Total number of foreign and Spanish nurses in NHS, Portugal, 2001–2008. Source: Reference number [2].

Methods

Information on the mobility of professionals was collected by telephone interviews of key informants. This method was selected to minimize time and financial costs due to distances between health units along the border. Key informants were human resources managers or their representatives.

The study units were health organizations located along the border between the two countries. The distances between the cities from both sides of the border are typically around 100 km (for example, 101 km from Badajoz to Évora, 112 km from Huelva to Faro).

The map of Hospitals EPE produced by the Portuguese Ministry of Health was used to identify NHS hospitals located in the Portuguese regions bordering Spain. In the case of Portugal we chose hospitals EPE (Entidades Públicas Empresariais - Public Autonomous Organizations) [18] because they have the autonomy to directly hire health personnel. All the organizations in the border region were included: two were Local Health Units and two were Hospital Centers, each composed of two or more organizations sharing the same administration and human resources department (Table 4).
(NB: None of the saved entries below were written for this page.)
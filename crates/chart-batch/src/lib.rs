// File: crates/chart-batch/src/lib.rs
// Summary: Batch export library: CSV-backed data sources, instruction sheets and the export loop.

pub mod logging;
pub mod csv_source;
pub mod batch;

pub use batch::{run_batch, BatchReport, BatchSettings, ExportFormat};
pub use csv_source::{load_sources, read_instructions, read_options, CsvReader};
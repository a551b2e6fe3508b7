// File: crates/chart-render-skia/tests/raster.rs
// Purpose: PNG export at a scale factor; the live chart stays untouched.

use chart_core::{render, Canvas, ChartConfig, RenderOptions, Series};
use chart_render_skia::{Color, SkiaRasterizer, DEFAULT_SCALE};

fn chart(canvas: &mut Canvas) -> chart_core::ChartHandle {
    let series = Series::from_years(&[(2000, 50.0), (2005, 65.0), (2010, 80.0)]);
    let mut config = ChartConfig::new("y");
    config.title = "Raster".into();
    render(&series, &config, &RenderOptions::new().with("area", "on"), None, canvas)
}

#[test]
fn png_is_scaled_canvas_size() {
    let mut canvas = Canvas::new();
    let handle = chart(&mut canvas);
    let view = canvas.chart(handle).expect("mounted");
    let before = view.element().to_xml();

    let bytes = SkiaRasterizer::new().rasterize_to_png_bytes(&view, DEFAULT_SCALE).expect("rasterise");
    assert!(bytes.starts_with(&[137, 80, 78, 71]), "should be PNG header");
    let img = image::load_from_memory(&bytes).expect("decode png").to_rgba8();
    assert_eq!(img.dimensions(), (1308, 924));
    // Top-left corner is margin, so it keeps the background colour.
    assert_eq!(img.get_pixel(0, 0).0, [255, 255, 255, 255]);

    assert_eq!(view.element().to_xml(), before);
}

#[test]
fn writes_png_file() {
    let mut canvas = Canvas::new();
    let handle = chart(&mut canvas);
    let out = std::path::PathBuf::from("target/test_out/raster.png");
    SkiaRasterizer::new().rasterize(&canvas.chart(handle).unwrap(), &out, 1.0).expect("write png");
    let img = image::open(&out).expect("decode written png");
    assert_eq!((img.width(), img.height()), (654, 462));
}

#[test]
fn rejects_bad_scale() {
    let mut canvas = Canvas::new();
    let handle = chart(&mut canvas);
    assert!(SkiaRasterizer::new().rasterize_to_png_bytes(&canvas.chart(handle).unwrap(), 0.0).is_err());
}

#[test]
fn background_colour_fills_the_margin() {
    let mut canvas = Canvas::new();
    let handle = chart(&mut canvas);
    let rasterizer = SkiaRasterizer::new().with_background(Color::from_rgb(0, 0, 255));
    let bytes = rasterizer.rasterize_to_png_bytes(&canvas.chart(handle).unwrap(), 1.0).expect("rasterise");
    let img = image::load_from_memory(&bytes).expect("decode png").to_rgba8();
    assert_eq!(img.get_pixel(0, 0).0, [0, 0, 255, 255]);
}
// File: crates/chart-core/src/export.rs
// Summary: Style-inlining exporter: bakes effective style into a clone of a rendered chart.
// Notes:
// - The clone and the live original are walked in lockstep by child position.
// - Only container tags are descended into; only tags in the property table get a style.
// - The original is borrowed immutably for the whole walk.

use std::path::Path;

use tracing::debug;

use crate::error::{ChartError, Result};
use crate::style::StyleResolver;
use crate::svg::{Element, Node, SVG_NS};

/// Tags whose children are visited.
pub const CONTAINER_TAGS: [&str; 4] = ["svg", "g", "defs", "marker"];

/// Properties captured for a style-relevant tag, or `None` when the tag is left untouched.
pub fn style_properties(tag: &str) -> Option<&'static [&'static str]> {
    const SHAPE: &[&str] = &["fill", "stroke", "stroke-width"];
    match tag {
        "rect" | "path" | "marker" | "circle" => Some(SHAPE),
        "line" => Some(&["stroke", "stroke-width"]),
        "text" => Some(&["fill", "font-size", "text-anchor", "visibility", "font-family"]),
        "polygon" => Some(&["stroke", "fill"]),
        _ => None,
    }
}

/// A self-contained SVG document.
#[derive(Clone, Debug, PartialEq)]
pub struct VectorDocument {
    root: Element,
}

impl VectorDocument {
    pub fn root(&self) -> &Element { &self.root }
    pub fn into_root(self) -> Element { self.root }

    pub fn to_svg_string(&self) -> String {
        self.root.to_xml()
    }

    pub fn write_to(&self, path: impl AsRef<Path>) -> Result<()> {
        if let Some(parent) = path.as_ref().parent() {
            std::fs::create_dir_all(parent)?;
        }
        std::fs::write(path, self.to_svg_string())?;
        Ok(())
    }
}

/// Clone `original`, inline the effective style of every relevant element, and return the clone.
pub fn export_standalone<R: StyleResolver + ?Sized>(original: &Element, resolver: &R) -> Result<VectorDocument> {
    let mut root = original.clone();
    inline_styles_into(&mut root, original, resolver)?;
    if root.tag() == "svg" && root.get_attr("xmlns").is_none() {
        root.set_attr("xmlns", SVG_NS);
    }
    Ok(VectorDocument { root })
}

/// Write inline styles onto `target`, reading them from the structurally identical `original`.
///
/// Fails with [`ChartError::StructureMismatch`] as soon as the two trees diverge; `target`
/// may be partially styled in that case.
pub fn inline_styles_into<R: StyleResolver + ?Sized>(target: &mut Element, original: &Element, resolver: &R) -> Result<()> {
    let mut ancestors = Vec::new();
    let path = original.tag().to_string();
    walk(target, original, &mut ancestors, resolver, &path)
}

fn walk<'a, R: StyleResolver + ?Sized>(
    clone: &mut Element,
    original: &'a Element,
    ancestors: &mut Vec<&'a Element>,
    resolver: &R,
    path: &str,
) -> Result<()> {
    ensure_same_shape(clone, original, path)?;
    ancestors.push(original);
    for (i, (c, o)) in clone.children.iter_mut().zip(&original.children).enumerate() {
        let (Node::Element(c), Node::Element(o)) = (c, o) else { continue };
        if CONTAINER_TAGS.contains(&o.tag()) {
            walk(c, o, ancestors, resolver, &format!("{path}/{}[{i}]", o.tag()))?;
        } else if let Some(props) = style_properties(o.tag()) {
            let style = props
                .iter()
                .map(|p| format!("{p}:{};", resolver.computed_value(o, ancestors.as_slice(), p)))
                .collect::<Vec<_>>()
                .join(" ");
            c.set_attr("style", style);
        }
    }
    ancestors.pop();
    debug!(path, "inlined styles");
    Ok(())
}

fn ensure_same_shape(clone: &Element, original: &Element, path: &str) -> Result<()> {
    let mismatch = |reason: String| ChartError::StructureMismatch { path: path.to_string(), reason };
    if clone.tag() != original.tag() {
        return Err(mismatch(format!("tag <{}> vs <{}>", clone.tag(), original.tag())));
    }
    if clone.children.len() != original.children.len() {
        return Err(mismatch(format!(
            "{} children vs {}",
            clone.children.len(),
            original.children.len()
        )));
    }
    for (i, pair) in clone.children.iter().zip(&original.children).enumerate() {
        match pair {
            (Node::Element(a), Node::Element(b)) if a.tag() == b.tag() => {}
            (Node::Text(_), Node::Text(_)) => {}
            (a, b) => {
                let describe = |n: &Node| match n {
                    Node::Element(e) => format!("<{}>", e.tag()),
                    Node::Text(_) => "text".to_string(),
                };
                return Err(mismatch(format!("child {i} is {} vs {}", describe(a), describe(b))));
            }
        }
    }
    Ok(())
}
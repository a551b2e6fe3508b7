// File: crates/chart-batch/src/csv_source.rs
// Summary: CSV files behind the data-reader contract, plus instruction and option sheets.

use std::path::{Path, PathBuf};

use anyhow::{Context, Result};
use chart_core::{ChartInstruction, DataReader, DataSource, DataSources, MemoryReader, Query, RenderOptions, Row};
use serde::Deserialize;
use tracing::{debug, warn};

/// Read a headed CSV file into rows keyed by (trimmed) column name.
pub fn read_rows(path: &Path) -> Result<Vec<Row>> {
    let mut rdr = csv::ReaderBuilder::new()
        .has_headers(true)
        .trim(csv::Trim::Headers)
        .from_path(path)
        .with_context(|| format!("opening {}", path.display()))?;
    let mut rows = Vec::new();
    for record in rdr.deserialize::<Row>() {
        rows.push(record.with_context(|| format!("reading {}", path.display()))?);
    }
    debug!(path = %path.display(), rows = rows.len(), "csv loaded");
    Ok(rows)
}

/// A dataset directory: `datapoints.csv` and (optionally) `concepts.csv`.
/// Tables are read once at open; queries run against the loaded rows.
#[derive(Debug)]
pub struct CsvReader {
    tables: MemoryReader,
}

impl CsvReader {
    pub fn open(dir: impl Into<PathBuf>) -> Result<Self> {
        let dir = dir.into();
        let datapoints = read_rows(&dir.join("datapoints.csv"))?;
        let concepts_path = dir.join("concepts.csv");
        let concepts = if concepts_path.exists() {
            read_rows(&concepts_path)?
        } else {
            warn!(dir = %dir.display(), "no concepts.csv, values will be shown as plain numbers");
            Vec::new()
        };
        let tables = MemoryReader::new().with_table("datapoints", datapoints).with_table("concepts", concepts);
        Ok(Self { tables })
    }
}

impl DataReader for CsvReader {
    fn read(&self, query: &Query) -> chart_core::Result<Vec<Row>> {
        self.tables.read(query)
    }
}

/// Open `<data_dir>/<dataset>` for each named dataset. Datasets that fail to load are
/// logged and left out, so charts using them fail individually later.
pub fn load_sources<'a>(data_dir: &Path, datasets: impl IntoIterator<Item = &'a str>) -> DataSources {
    let mut sources = DataSources::new();
    for name in datasets {
        if name.is_empty() || sources.get(name).is_some() {
            continue;
        }
        let loaded = CsvReader::open(data_dir.join(name))
            .and_then(|reader| DataSource::load(reader).map_err(anyhow::Error::from));
        match loaded {
            Ok(source) => sources.insert(name, source),
            Err(e) => warn!(dataset = name, "dataset not loaded: {e:#}"),
        }
    }
    sources
}

/// The instruction sheet: one chart per row.
pub fn read_instructions(path: &Path) -> Result<Vec<ChartInstruction>> {
    let mut rdr = csv::ReaderBuilder::new()
        .trim(csv::Trim::Headers)
        .from_path(path)
        .with_context(|| format!("opening {}", path.display()))?;
    rdr.deserialize()
        .collect::<std::result::Result<Vec<ChartInstruction>, _>>()
        .with_context(|| format!("reading {}", path.display()))
}

#[derive(Debug, Deserialize)]
struct OptionRow {
    key: String,
    #[serde(default)]
    value: String,
}

/// A two-column `key,value` sheet of render options.
pub fn read_options(path: &Path) -> Result<RenderOptions> {
    let mut rdr = csv::ReaderBuilder::new()
        .trim(csv::Trim::All)
        .from_path(path)
        .with_context(|| format!("opening {}", path.display()))?;
    let mut options = RenderOptions::new();
    for row in rdr.deserialize::<OptionRow>() {
        let row = row.with_context(|| format!("reading {}", path.display()))?;
        options.insert(row.key, row.value);
    }
    Ok(options)
}
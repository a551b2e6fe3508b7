// File: crates/chart-core/src/types.rs
// Summary: Shared types and constants (canvas size, margins, plotting area).

/// Baseline canvas width in pixels; margins are carved out of it.
pub const WIDTH: u32 = 654;
/// Baseline canvas height in pixels.
pub const HEIGHT: u32 = 462;

/// Screen margins, in pixels.
/// Contract: all fields are non-negative.
#[derive(Clone, Copy, Debug, PartialEq, Eq)]
pub struct Insets {
    pub left: u32,
    pub right: u32,
    pub top: u32,
    pub bottom: u32,
}

impl Insets {
    /// Create new insets (non-negative by type).
    pub const fn new(left: u32, right: u32, top: u32, bottom: u32) -> Self {
        Self { left, right, top, bottom }
    }
    /// Total horizontal inset (left + right).
    pub const fn hsum(&self) -> u32 { self.left + self.right }
    /// Total vertical inset (top + bottom).
    pub const fn vsum(&self) -> u32 { self.top + self.bottom }

    /// Plotting area left inside the baseline box.
    pub fn plot_area(&self) -> PlotArea {
        PlotArea {
            width: (WIDTH.saturating_sub(self.hsum()) as f64).max(1.0),
            height: (HEIGHT.saturating_sub(self.vsum()) as f64).max(1.0),
        }
    }
}

impl Default for Insets {
    fn default() -> Self {
        Self::new(80, 65, 20, 35)
    }
}

/// Size of the plotting area; the origin is its top-left corner.
#[derive(Clone, Copy, Debug, PartialEq)]
pub struct PlotArea {
    pub width: f64,
    pub height: f64,
}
Table 4 Organizations included in the survey

The selection in Spain was based on the Hospital National Catalogue, which publishes a list of public and private (for-profit and not-for-profit) hospitals [21]. The 26 health units, out of a total of 87, located in the Autonomous Communities bordering Portugal (Galicia, Castilla y León, Estremadura, and Andalucía) were selected. Telephone contacts were made to identify hospitals with >20 beds and which employed Portuguese health professionals: the final list included 13 units. The excluded units include a home for the elderly, two which did not meet the number of beds criterion, two which shared the same administration and human resources department of selected hospitals, and eight with no Portuguese health professionals on their staff.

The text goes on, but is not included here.